With the property having sold in December, and much of the village up for auction now, Gieringer’s family picked out a few pieces for themselves, for the memories.

“We can’t keep it all,” said Bettina Heinsohn, Geiringer’s granddaughter and Roadside America’s corporate secretary. “It’s very heartbreaking for all of us. It certainly wasn’t what we envisioned.”

The building had been for sale for several years, with an asking price as high as $2.3 million in 2018. In November, the asking price had fallen to $1.4 million, and according to online records, the property sold for $1.1 million. Heinsohn declined to say who purchased the property and all of its buildings, including a gift shop and the home she grew up in.

Heinsohn, 33, said the family had tried to keep Roadside America going, but COVID-19 restrictions from Harrisburg were the final blow. The last paying customers came through in March.

The auction is currently live, with thousands of bids on hundreds of items from the attraction, everything from miniature barns and movie theaters to vintage trash cans and an assortment of hand-painted Pennsylvania Dutch hex signs. Even the massive, fiberglass sculpture of an Amish couple that greeted customers in the parking lot is for sale. That sculpture is currently listed at $2,700.

The auction ends on Saturday afternoon.

Heinsohn said about 100,000 customers paid to enter Roadside America each year, though attendance had tapered off in recent years. She said the visitors were mostly older, people who would come and sit, to watch the sun set and rise on the world her grandfather built.

She said it’s too easy to blame technology, chalking up Roadside America’s coda to time.

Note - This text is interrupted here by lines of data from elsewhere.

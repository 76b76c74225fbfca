/**
 * ============================================================================
 * ERROR MODULE
 * ============================================================================
 *
 * PURPOSE: Single error taxonomy shared by every layer of the core
 *
 * CATEGORIES:
 * - Validation: InvalidService, NotFound, DuplicateTracking
 * - Authentication: AuthenticationRequired, AuthenticationFailed
 * - Execution: ExecutionFailed, Timeout
 * - Probing: ProbeUnavailable (callers degrade it to Unknown)
 * - Ambient: Storage, Config, Io
 *
 * Errors serialize to {kind, message} so a UI bridge can forward them as-is.
 *
 * ============================================================================
 */

use crate::coordinator::types::PendingAction;
use serde::ser::SerializeStruct;
use serde::{Serialize, Serializer};

pub type Result<T> = std::result::Result<T, ServiceError>;

#[derive(Debug, thiserror::Error)]
pub enum ServiceError {
    #[error("'{0}' is not a known or tracked service")]
    InvalidService(String),

    #[error("administrator password required to {} {}", .0.action, .0.service)]
    AuthenticationRequired(PendingAction),

    /// The OS rejected the cached credential. `retry` carries the pending
    /// action when one more attempt is still allowed.
    #[error("authentication failed for {service}: {message}")]
    AuthenticationFailed {
        service: String,
        message: String,
        retry: Option<PendingAction>,
    },

    #[error("{message}")]
    ExecutionFailed {
        service: String,
        exit_code: Option<i32>,
        message: String,
    },

    #[error("command for {service} timed out after {seconds}s")]
    Timeout { service: String, seconds: u64 },

    #[error("{0} not found")]
    NotFound(String),

    #[error("{0} is already tracked")]
    DuplicateTracking(String),

    #[error("status of {service} unavailable: {reason}")]
    ProbeUnavailable { service: String, reason: String },

    #[error("storage error: {0}")]
    Storage(String),

    #[error("invalid configuration: {0}")]
    Config(String),

    #[error(transparent)]
    Io(#[from] std::io::Error),
}

impl ServiceError {
    /**
     * Stable machine-readable name of the variant
     */
    pub fn kind(&self) -> &'static str {
        match self {
            ServiceError::InvalidService(_) => "InvalidService",
            ServiceError::AuthenticationRequired(_) => "AuthenticationRequired",
            ServiceError::AuthenticationFailed { .. } => "AuthenticationFailed",
            ServiceError::ExecutionFailed { .. } => "ExecutionFailed",
            ServiceError::Timeout { .. } => "Timeout",
            ServiceError::NotFound(_) => "NotFound",
            ServiceError::DuplicateTracking(_) => "DuplicateTracking",
            ServiceError::ProbeUnavailable { .. } => "ProbeUnavailable",
            ServiceError::Storage(_) => "Storage",
            ServiceError::Config(_) => "Config",
            ServiceError::Io(_) => "Io",
        }
    }

    /**
     * Pending action the UI should resume after collecting a password, if any
     */
    pub fn pending_action(&self) -> Option<&PendingAction> {
        match self {
            ServiceError::AuthenticationRequired(pending) => Some(pending),
            ServiceError::AuthenticationFailed { retry, .. } => retry.as_ref(),
            _ => None,
        }
    }

    pub fn needs_credential(&self) -> bool {
        self.pending_action().is_some()
    }
}

impl From<serde_json::Error> for ServiceError {
    fn from(e: serde_json::Error) -> Self {
        ServiceError::Storage(format!("JSON error: {}", e))
    }
}

impl Serialize for ServiceError {
    fn serialize<S: Serializer>(&self, serializer: S) -> std::result::Result<S::Ok, S::Error> {
        let mut state = serializer.serialize_struct("ServiceError", 3)?;
        state.serialize_field("kind", self.kind())?;
        state.serialize_field("message", &self.to_string())?;
        state.serialize_field("pending", &self.pending_action())?;
        state.end()
    }
}

#[cfg(test)]
mod tests {
    use super::*;
    use crate::coordinator::types::ControlAction;

    #[test]
    fn test_error_serializes_kind_and_message() {
        let err = ServiceError::DuplicateTracking("redis".to_string());
        let json = serde_json::to_value(&err).unwrap();
        assert_eq!(json["kind"], "DuplicateTracking");
        assert_eq!(json["message"], "redis is already tracked");
        assert!(json["pending"].is_null());
    }

    #[test]
    fn test_auth_required_exposes_pending_action() {
        let pending = PendingAction::new("redis", ControlAction::Start);
        let err = ServiceError::AuthenticationRequired(pending.clone());
        assert!(err.needs_credential());
        assert_eq!(err.pending_action().unwrap().id, pending.id);
        assert_eq!(err.to_string(), "administrator password required to start redis");
    }

    #[test]
    fn test_terminal_auth_failure_has_no_retry() {
        let err = ServiceError::AuthenticationFailed {
            service: "redis".to_string(),
            message: "incorrect password".to_string(),
            retry: None,
        };
        assert!(!err.needs_credential());
        assert_eq!(err.kind(), "AuthenticationFailed");
    }
}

“Yes, there’s a lot of quick and easy entertainment out there,” she said. “But there’s always changes in what people are interested in. People used to play kick the can back in the day, and I don’t want to do that myself.”

Brian Hilbert, Heinsohn’s husband, said there were prospective buyers who had wanted to maintain the attraction, but none of the inquiries, ultimately, worked out. One interested buyer had hoped to move the attraction to Times Square in New York City.

“That would have been really interesting,” he said. “Millions of people would have seen it.”

Hilbert, a manager at Roadside America, said the family reached out to several amusement parks in Pennsylvania to see if they were interested as well. Decades ago, Walt Disney World had expressed a desire in buying the entire village, he said.

Many people have reached out hoping to get one last walk around the village Gieringer started building in 1935. The family turned down those requests, Hilbert said.

“People shouldn’t have to remember the place disassembled,” he said. “We told them to keep the good memories intact.”